Almost-impossible Materials Science by 3D Diffraction Microscopy
Ian McNulty
Advanced Photon Source, Argonne National Laboratory
The capability to image structure in three dimensions at the molecular scale and beyond is essential to solve manifold problems in materials, condensed matter, and biological science. Examples of current materials interest include nanostructure synthesis and self-assembly, magnetic and ferroelectric domain growth and evolution, and defects and strain in low-dimensional structures such as quantum wires. Most microscopes with the necessary resolution can only image surfaces or require many identical copies of the structure to be imaged. Electron and scanning probe methods such as atomic force microscopy are superb tools for studying surfaces and thin films; x-ray crystallography has enjoyed tremendous success in structural biology but depend on highly ordered samples. Coherent x-ray diffraction microscopy offers the tantalizing possibility of molecular-scale 3D imaging of individual non-crystalline structures without the resolution limitations of lenses and multiple scattering of electrons. Paradoxically, the weak interaction of x-rays with matter that makes 3D diffraction microscopy possible also makes it technically daunting.
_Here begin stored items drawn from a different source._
//! Metrics collection and exposition.
//!
//! # Metrics
//! - `gateway_requests_total` (counter): requests by endpoint and result source
//! - `gateway_request_duration_seconds` (histogram): latency by endpoint
//! - `gateway_cache_events_total` (counter): cache hits and misses
//! - `gateway_cache_entries` (gauge): stored entries, stale included
//! - `gateway_upstream_failures_total` (counter): failed upstream calls
//! - `gateway_circuit_open` (gauge): 1=open, 0=closed
//!
//! Without an installed recorder every call is a no-op, so library code and
//! tests record unconditionally.

use std::net::SocketAddr;
use std::time::Instant;

use metrics_exporter_prometheus::PrometheusBuilder;

/// Install the Prometheus recorder with its own HTTP listener.
pub fn init_metrics(addr: SocketAddr) {
    match PrometheusBuilder::new().with_http_listener(addr).install() {
        Ok(()) => tracing::info!(address = %addr, "Metrics exporter listening"),
        Err(e) => tracing::error!(error = %e, "Failed to install metrics exporter"),
    }
}

pub fn record_request(endpoint: &str, source: &'static str, start: Instant) {
    metrics::counter!(
        "gateway_requests_total",
        "endpoint" => endpoint.to_string(),
        "source" => source
    )
    .increment(1);
    metrics::histogram!(
        "gateway_request_duration_seconds",
        "endpoint" => endpoint.to_string()
    )
    .record(start.elapsed().as_secs_f64());
}

pub fn record_cache_event(event: &'static str) {
    metrics::counter!("gateway_cache_events_total", "event" => event).increment(1);
}

pub fn record_cache_size(entries: usize) {
    metrics::gauge!("gateway_cache_entries").set(entries as f64);
}

pub fn record_upstream_failure(endpoint: &str) {
    metrics::counter!(
        "gateway_upstream_failures_total",
        "endpoint" => endpoint.to_string()
    )
    .increment(1);
}

pub fn record_circuit_state(open: bool) {
    metrics::gauge!("gateway_circuit_open").set(if open { 1.0 } else { 0.0 });
}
Diffraction tomography, which uses many views projected through the sample to obtain good depth resolution, is one solution. But if multiple copies of the sample are unavailable or many measurements on the sample are impractical due to radiation damage, the only avenue is to obtain all the data in a single measurement. Near-simultaneous acquisition of 3D data could also enable time-resolved studies currently out of reach of today's methods. We examine various schemes to achieve this utilizing the unprecedented coherent flux provided by the proposed ERL in combination with holography to aid phase retrieval from the tremendous quantity of data needed for 3D imaging.